Technical Abstract: Genetic variation available for the improvement of fiber properties is restricted in commercial upland cotton (Gossypium hirsutum L.). Resources for fiber improvement exist in G. barbadense, but introgression of traits has been a limited success. The objectives of this study were to investigate the genetic variation and heritability of agronomic and fiber traits within a diverse recombinant inbred line (RIL) population created using a stable introgressed parent. The population (n=98 lines) had as its parents NM24016, a stable G. hirsutum line with significant introgression from G. barbadense, and TM1, the G. hirsutum genetic standard. Yield, plant height, boll size, lint percent, and fiber length, strength, micronaire, and elongation were measured in randomized, complete block tests at Las Cruces, NM and Maricopa, AZ in 2001 and 2002. Genotype coefficients of variation (CV) were highest for plant height and boll size. Among fiber traits, fiber length and micronaire produced the highest genotype CVs.
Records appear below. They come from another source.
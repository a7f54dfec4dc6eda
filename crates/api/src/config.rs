//! Server Configuration
//!
//! Layered: built-in defaults, then an optional TOML file, then
//! `OBD_CORE__SECTION__KEY` environment variables.

use explain_gateway::{GatewayConfig, RetryPolicy, DEFAULT_ENDPOINT};
use obd_protocol::{Elm327Config, ObdProtocol};
use obd_session::ConnectionSettings;
use serde::{Deserialize, Serialize};
use std::path::Path;
use std::time::Duration;

/// Default config file, looked up in the working directory
pub const DEFAULT_CONFIG_FILE: &str = "obd-core.toml";

/// Environment variable naming an alternative config file
pub const CONFIG_PATH_ENV: &str = "OBD_CORE_CONFIG";

const ENV_PREFIX: &str = "OBD_CORE";

/// Which telemetry source to open
#[derive(Debug, Clone, Copy, PartialEq, Eq, Default, Serialize, Deserialize)]
#[serde(rename_all = "lowercase")]
pub enum SourceKind {
    #[default]
    Elm327,
    Simulated,
}

#[derive(Debug, Clone, PartialEq, Serialize, Deserialize)]
#[serde(default)]
pub struct ServerConfig {
    pub bind: String,
}

impl Default for ServerConfig {
    fn default() -> Self {
        Self {
            bind: "127.0.0.1:8000".to_string(),
        }
    }
}

#[derive(Debug, Clone, PartialEq, Serialize, Deserialize)]
#[serde(default)]
pub struct SourceConfig {
    pub kind: SourceKind,
    /// Serial port; discovered when unset
    pub port: Option<String>,
    pub baud_rate: u32,
    pub protocol: ObdProtocol,
    pub connect_timeout_secs: f64,
    pub query_timeout_ms: u64,
}

impl Default for SourceConfig {
    fn default() -> Self {
        Self {
            kind: SourceKind::Elm327,
            port: None,
            baud_rate: 38400,
            protocol: ObdProtocol::Auto,
            connect_timeout_secs: 5.0,
            query_timeout_ms: 2000,
        }
    }
}

impl SourceConfig {
    pub fn connection_settings(&self) -> ConnectionSettings {
        ConnectionSettings {
            target: self.port.clone(),
            timeout: secs(self.connect_timeout_secs, 5.0),
        }
    }

    pub fn elm327(&self) -> Elm327Config {
        Elm327Config {
            baud_rate: self.baud_rate,
            query_timeout: Duration::from_millis(self.query_timeout_ms),
            protocol: self.protocol,
        }
    }
}

#[derive(Debug, Clone, PartialEq, Serialize, Deserialize)]
#[serde(default)]
pub struct PollerConfig {
    pub interval_secs: f64,
}

impl Default for PollerConfig {
    fn default() -> Self {
        Self { interval_secs: 1.0 }
    }
}

impl PollerConfig {
    pub fn interval(&self) -> Duration {
        secs(self.interval_secs, 1.0)
    }
}

#[derive(Debug, Clone, PartialEq, Serialize, Deserialize)]
#[serde(default)]
pub struct GatewaySettings {
    pub url: String,
    pub timeout_secs: f64,
}

impl Default for GatewaySettings {
    fn default() -> Self {
        Self {
            url: DEFAULT_ENDPOINT.to_string(),
            timeout_secs: 60.0,
        }
    }
}

impl GatewaySettings {
    pub fn gateway_config(&self) -> GatewayConfig {
        GatewayConfig {
            url: self.url.clone(),
            timeout: secs(self.timeout_secs, 60.0),
            retry: RetryPolicy::gateway(),
        }
    }
}

#[derive(Debug, Clone, PartialEq, Serialize, Deserialize)]
#[serde(default)]
pub struct LogConfig {
    /// Filter used when `RUST_LOG` is unset
    pub level: String,
    pub json: bool,
}

impl Default for LogConfig {
    fn default() -> Self {
        Self {
            level: "info".to_string(),
            json: false,
        }
    }
}

/// Complete server configuration
#[derive(Debug, Clone, Default, PartialEq, Serialize, Deserialize)]
#[serde(default)]
pub struct AppConfig {
    pub server: ServerConfig,
    pub source: SourceConfig,
    pub poller: PollerConfig,
    pub gateway: GatewaySettings,
    pub log: LogConfig,
}

impl AppConfig {
    /// Load from `path`, falling back to `OBD_CORE_CONFIG` and then
    /// `obd-core.toml`. A missing file is not an error.
    pub fn load(path: Option<&Path>) -> Result<Self, config::ConfigError> {
        let file = match path {
            Some(p) => p.to_string_lossy().into_owned(),
            None => std::env::var(CONFIG_PATH_ENV)
                .unwrap_or_else(|_| DEFAULT_CONFIG_FILE.to_string()),
        };

        config::Config::builder()
            .add_source(config::File::with_name(&file).required(false))
            .add_source(
                config::Environment::with_prefix(ENV_PREFIX)
                    .separator("__")
                    .try_parsing(true),
            )
            .build()?
            .try_deserialize()
    }
}

/// Seconds to a duration; negative or non-finite values use `fallback`
fn secs(value: f64, fallback: f64) -> Duration {
    Duration::try_from_secs_f64(value).unwrap_or_else(|_| Duration::from_secs_f64(fallback))
}
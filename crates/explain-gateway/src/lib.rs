//! Explanation Gateway
//!
//! Forwards a trouble code and its freeze frame to the remote explanation
//! service. Every failure mode comes back as [`ExplanationResult::Error`];
//! nothing is raised to the caller.

mod client;
mod retry;

pub use client::{
    ExplanationResult, GatewayClient, GatewayConfig, GatewayError, DEFAULT_ENDPOINT,
    DEFAULT_TIMEOUT,
};
pub use retry::{ResponseStatus, RetryPolicy};
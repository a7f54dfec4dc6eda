//! OBD Diagnostic Core - Main Entry Point

use api::{init_logging, run_server, AppConfig, SourceKind};
use clap::Parser;
use std::path::PathBuf;
use tracing::info;

#[derive(Parser, Debug)]
#[command(name = "obd-core", version, about = "OBD-II diagnostic telemetry server")]
struct Args {
    /// Config file (defaults to $OBD_CORE_CONFIG or ./obd-core.toml)
    #[arg(short, long)]
    config: Option<PathBuf>,

    /// Address to listen on
    #[arg(short, long)]
    bind: Option<String>,

    /// Serial port of the ELM327 adapter
    #[arg(short, long)]
    port: Option<String>,

    /// Use the simulated vehicle instead of a serial adapter
    #[arg(long)]
    simulated: bool,
}

#[tokio::main]
async fn main() -> anyhow::Result<()> {
    let args = Args::parse();

    let mut config = AppConfig::load(args.config.as_deref())?;
    if let Some(bind) = args.bind {
        config.server.bind = bind;
    }
    if let Some(port) = args.port {
        config.source.port = Some(port);
    }
    if args.simulated {
        config.source.kind = SourceKind::Simulated;
    }

    init_logging(&config.log).map_err(|e| anyhow::anyhow!(e))?;

    info!("=== OBD Diagnostic Core v{} ===", env!("CARGO_PKG_VERSION"));
    info!(source = ?config.source.kind, "Telemetry source configured");

    run_server(config).await
}
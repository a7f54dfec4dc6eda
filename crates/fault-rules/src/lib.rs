//! Fault Rule Engine
//!
//! Pure, threshold-based detection of diagnostic trouble codes from a sensor
//! snapshot. No I/O and no state: the same snapshot always yields the same
//! fault set.

mod coerce;
mod fault;
mod rules;

pub use coerce::coerce;
pub use fault::{FaultRecord, FaultSet, InvalidCode};
pub use rules::{evaluate, rule_table, Rule, SensorValues};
Most traits (fiber elongation excepted) exhibited high broadsense heritability; ranging from 0.69 for lint yield to 0.92 for 2.5% span length. Transgressive segregants were identified for most traits. Fiber strength and 2.5% span length were favorably correlated (r = 0.59, P = 0.001), as were 2.5% span length and micronaire (r = -0.47, P = 0.001). The NM24016/TM1 RIL population presents valuable genetic variation for fiber quality improvement efforts in G. hirsutum.